Reflecting On 6 Weeks In Greece

This past stay was shorter than the normal 2-3 months but it seems like we are moving towards more frequent visits with shorter stays. The apartment has been returned to order, all the bags are packed, we are ready to go, except --- there are a couple of hours left before the flight. A good time to reflect.

Believe it or not --- I think Greece has turned the corner; at least for the next 2-3 years or so. By that I mean that the overall situation will certainly not get worse. Instead, it will get better and the improvement might even accelerate a bit. Here are some of my reasonings:

1) The completion of the review will trigger some form of renewed confidence. Mind you, there won't be a take-off or anything of the sort. But there will be some renewed confidence and confidence can breed confidence.
2) With the completed review, fresh money will come into the country. Mind you, there won't be a tsunami of fresh money but if the state can repay a billion here or there of its arrears, liquidity will trickle down into the economy.
3) The tourist season is expected to bring new records this year in terms of arrivals. To what extent that can translate into a record in terms of cash remains to be seen but it will certainly trigger economic activity.
4) The refugee crisis will undoubtedly have positive economic effects. After all, money is being spent which would otherwise not have been spent and the newly spent money is not offset by cuts elsewhere.

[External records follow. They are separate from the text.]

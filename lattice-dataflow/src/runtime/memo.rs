//! Persistent function application.
//!
//! A [`MemoSlot`] lives in the store like a state cell and caches one
//! function application across traversals. It recomputes only when the
//! identity of its input changes, so an expensive function of stable state
//! (factoring a number, parsing a document) runs once per change rather than
//! once per traversal.

use std::sync::Arc;

use parking_lot::Mutex;

use crate::signal::{Capability, Signal, Source, Value, ValueId};
use crate::tree::Slot;

struct Cached<R> {
    input: ValueId,
    output: Option<R>,
    version: u64,
}

pub(crate) struct MemoSlot<R> {
    origin: ValueId,
    cache: Mutex<Option<Cached<R>>>,
}

impl<R> MemoSlot<R>
where
    R: Value,
{
    pub(crate) fn new() -> Self {
        Self {
            origin: ValueId::fresh(),
            cache: Mutex::new(None),
        }
    }

    /// Bring the cache up to date with `input`, computing with `compute` if
    /// the input changed. Returns whether the function ran.
    ///
    /// The lock is released while `compute` runs: the input may read this
    /// slot's own previous result.
    pub(crate) fn refresh<F>(&self, input: ValueId, compute: F) -> bool
    where
        F: FnOnce() -> Option<R>,
    {
        if let Some(cached) = self.cache.lock().as_ref() {
            if cached.input == input {
                return false;
            }
        }

        let output = compute();
        let mut cache = self.cache.lock();
        let version = cache.as_ref().map_or(0, |cached| cached.version + 1);
        *cache = Some(Cached {
            input,
            output,
            version,
        });
        true
    }

    pub(crate) fn signal(self: &Arc<Self>) -> Signal<R> {
        Signal::from_source(MemoView {
            memo: Arc::clone(self),
        })
    }
}

impl<R> Slot for MemoSlot<R>
where
    R: Value,
{
    fn on_unmount(&self) {
        *self.cache.lock() = None;
    }

    fn into_any(self: Arc<Self>) -> Arc<dyn std::any::Any + Send + Sync> {
        self
    }
}

struct MemoView<R> {
    memo: Arc<MemoSlot<R>>,
}

impl<R> Source<R> for MemoView<R>
where
    R: Value,
{
    fn capability(&self) -> Capability {
        Capability::ReadOnly
    }

    fn value_id(&self) -> ValueId {
        match self.memo.cache.lock().as_ref() {
            Some(Cached { output: Some(_), version, .. }) => self.memo.origin.versioned(*version),
            _ => ValueId::EMPTY,
        }
    }

    fn read(&self) -> Option<R> {
        self.memo
            .cache
            .lock()
            .as_ref()
            .and_then(|cached| cached.output.clone())
    }
}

I will leave it at that even though I could easily add a few more points. One of the major points I see when I look out the window at the Thessaloniki harbor. There were times not too long ago when I was happy to count 2-3 cargo ships, and typically they were waiting to be unloaded. Today, I have counted 10 ships, all of them unloaded. I presume this mans that they will be loaded with products from Southeast Europe, including Greece.

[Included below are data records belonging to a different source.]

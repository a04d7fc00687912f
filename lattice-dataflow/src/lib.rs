//! Lattice Dataflow
//!
//! This crate provides the dataflow runtime behind Lattice UI descriptions.
//! A UI is described by a function that is re-run on every update; the
//! runtime makes that cheap and correct. It implements:
//!
//! - Signals: typed values that may be absent, with capabilities and
//!   identities
//! - Lazy, memoized derived signals
//! - Actions: deferred, composable, latched state mutations
//! - Tree-addressed persistent state with mount/unmount sweeping
//! - Adapters for timers and host callbacks
//!
//! # Architecture
//!
//! The crate is organized into several modules:
//!
//! - `signal`: Signal handles, derived values and duplex views
//! - `action`: Actions, combinators and operator-derived actions
//! - `tree`: Addresses and the state store
//! - `runtime`: The traversal engine, conditionals, validation, events,
//!   `Runtime`/`System`
//! - `bridge`: Timers, clocks, probes and callbacks
//! - `config`: Runtime settings
//! - `error`: Error types
//!
//! # Example
//!
//! ```rust
//! use lattice_dataflow::{Runtime, Signal};
//!
//! let mut runtime = Runtime::default();
//! let mut shown = None;
//!
//! runtime.traverse(|ctx| {
//!     let bill: Signal<f64> = ctx.state_empty();
//!     let rate = ctx.state(0.18);
//!     let tip = bill.times(&rate);
//!
//!     // Nothing to show until the bill is entered.
//!     assert_eq!(tip.read(), None);
//!
//!     bill.reset(20.0).trigger().unwrap();
//!     shown = tip.read();
//! });
//!
//! assert!((shown.unwrap() - 3.6).abs() < 1e-9);
//! ```

pub mod action;
pub mod bridge;
pub mod config;
pub mod error;
pub mod runtime;
pub mod signal;
pub mod tree;

pub use action::{callback, sequence, Action, NotReady};
pub use config::RuntimeConfig;
pub use error::{DispatchError, SignalError, StateError, ValidationError};
pub use runtime::{Context, EventId, Runtime, System, TraversalStats, Validated};
pub use signal::{Capability, Signal};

The government has shown stability of grand proportions of late. Mind you: here we've seen that brutal austerity bills were railroaded through parliament and the 153 coalition deputies, breaking many oaths to the contrary of the past, signed off on them without a glitch. Well, not quite. One deputy dared to offer criticism --- and she was gone in no time and replaced by a yes-man. Now if that is not a testimony to stability, then I don't know what is. Of course, it also is a testimony to somewhat authoritarian government which, if a center/center-right government did that, it would be crucified by the international media.

Still, investors are looking for stability and stability is what they are presently getting in Greece, be it democratic or authoritarian.

In conclusion, I repeat that better times will be here again and we may even be surprised by the speed at which things get better. Unfortunately, I don't see this as a long-term trend.

Longer-term, the Greek economy can only blossom if there is foreign investment. Ever since I started this blog, I have said that there are only 3 solutions for the Greek economy: foreign investment, foreign investment and, again, foreign investment. I simply don't see anything this government has said or done which could prompt foreign investors to make longer-term investments in Greece. They may come to realize short-term opportunities but then they will leave again after they have done that.

My prototype foreign investment has always been Cosco. To Cosco, the Piraeus harbor seems so interesting that it justifies the struggle with the folly of Greek politics. I don't think the present Greek government has done anything to convince foreign investors that they are truly welcome. That seems to be a matter of ideology and until there is a change in that ideology, longer-term foreign investors will stay away (and perhaps even Greek investors will leave).

12 comments:

  1. How could there ever be serious investment in Greece when:

    1. All accounts above 100,000 euros could be confiscated at a drop of a hat?

    2. There is still an unresolved sovereign debt crisis? When Schauble says that we will discuss long term debt after 2018, is the investor not supposed to take such seriously?

    3. And what about the long term trend of the euro which all experts expect to be equal to $0.75 by 2018? Why would any overseas investor bring capital in Greece, convert it to euro for investment purposes and then see a catastrophic currency exchange rate resulting in a 40% or so guaranteed loss?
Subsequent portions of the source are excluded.